>>>>>
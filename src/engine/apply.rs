//! engine::apply
//!
//! The update applier: moves an eligible branch to the target.
//!
//! # Algorithm
//!
//! 1. A branch already on the target, or not eligible for a fast-forward,
//!    short-circuits without touching the repository.
//! 2. If the branch is the active branch, the target's tree is checked out
//!    first with the conflict-safe strategy. Any conflict aborts the whole
//!    checkout and the ref is left alone.
//! 3. The branch ref is moved with a CAS update conditioned on the tip that
//!    was classified, so an external change in between fails the update.
//!
//! # Invariants
//!
//! - The ref of the active branch never moves unless its working tree has
//!   been brought to the target
//! - A checkout conflict leaves both the ref and the working tree untouched
//! - A branch never moves to a commit that does not contain its old tip

use std::path::PathBuf;

use super::classify::Classification;
use super::resolve::Target;
use crate::core::types::Oid;
use crate::git::{BranchRef, CheckoutProgress, Git, GitError};

/// Per-branch result of an apply attempt.
///
/// Fatal failures are not an outcome: they are returned as errors and stop
/// the run.
#[derive(Debug, Clone, PartialEq, Eq)]
pub enum UpdateOutcome {
    /// The branch was moved.
    Applied {
        /// Tip before the update
        from: Oid,
        /// Tip after the update
        to: Oid,
    },
    /// The branch already pointed at the target.
    AlreadyUpToDate,
    /// The branch has diverged from the target and was skipped.
    NotFastForward,
    /// The active branch's checkout would overwrite local changes.
    CheckoutConflict {
        /// Paths with conflicting local modifications
        paths: Vec<PathBuf>,
    },
}

impl UpdateOutcome {
    /// Whether the branch ref was moved.
    pub fn is_applied(&self) -> bool {
        matches!(self, UpdateOutcome::Applied { .. })
    }
}

/// Reflog message recorded for a fast-forward.
pub fn reflog_message(target: &Target) -> String {
    format!("git-ff: fast-forward to {}", target.spec)
}

/// Apply the update for one classified branch.
///
/// `on_progress` receives checkout progress when the branch is the active
/// one; it is advisory only.
///
/// # Errors
///
/// Checkout failures other than conflicts and ref update failures
/// (including a CAS mismatch) are fatal.
pub fn apply_update(
    git: &Git,
    branch: &BranchRef,
    classification: &Classification,
    target: &Target,
    on_progress: &mut dyn FnMut(CheckoutProgress),
) -> Result<UpdateOutcome, GitError> {
    if classification.up_to_date {
        return Ok(UpdateOutcome::AlreadyUpToDate);
    }
    if !classification.fast_forward {
        return Ok(UpdateOutcome::NotFastForward);
    }

    if classification.is_current {
        let checkout = git.checkout_tree_safe(&target.oid, on_progress)?;
        if !checkout.is_clean() {
            return Ok(UpdateOutcome::CheckoutConflict {
                paths: checkout.conflicts,
            });
        }
    }

    git.update_ref_cas(
        branch.refname().as_str(),
        &target.oid,
        &branch.tip,
        &reflog_message(target),
    )?;

    Ok(UpdateOutcome::Applied {
        from: branch.tip.clone(),
        to: target.oid.clone(),
    })
}
//! cli
//!
//! Command-line interface layer for git-ff and git-recent.
//!
//! # Responsibilities
//!
//! - Parse command-line arguments and reject invalid flag combinations
//! - Delegate to command handlers
//! - Does NOT perform repository mutations directly
//!
//! # Architecture
//!
//! The CLI layer is thin. It parses arguments via clap and dispatches to the
//! [`crate::engine`] for execution. All ref updates flow through the
//! engine's classify-then-apply pipeline.

pub mod args;
pub mod commands;

pub use args::{Cli, Invocation, Mode, RecentCli, UsageError};

use std::process::ExitCode;

use crate::engine;
use anyhow::Result;

/// Run git-ff.
///
/// Flag combinations are validated before any repository access.
pub fn run(cli: Cli) -> Result<()> {
    let invocation = cli.validate()?;

    let ctx = engine::Context {
        cwd: cli.cwd.clone(),
        debug: cli.debug,
        quiet: cli.quiet,
        progress: !cli.no_progress,
    };

    commands::dispatch(invocation, &ctx)
}

/// Run git-recent.
pub fn run_recent(cli: RecentCli) -> Result<()> {
    let ctx = engine::Context {
        cwd: cli.cwd.clone(),
        debug: cli.debug,
        quiet: cli.quiet,
        progress: false,
    };

    commands::recent(&ctx, &cli.filter())
}

/// Report a clap parse failure and pick the exit code.
///
/// Help and version requests succeed; every other parse error exits 1.
pub fn exit_for_parse_error(err: clap::Error) -> ExitCode {
    let _ = err.print();
    if err.use_stderr() {
        ExitCode::FAILURE
    } else {
        ExitCode::SUCCESS
    }
}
<<<<<
- _What you will do_:
Which lines of the listing contain the string "never"? Copy every one of them.

- _Answer to this problem_:
//! - The ref of the active branch never moves unless its working tree has
//! - A branch never moves to a commit that does not contain its old tip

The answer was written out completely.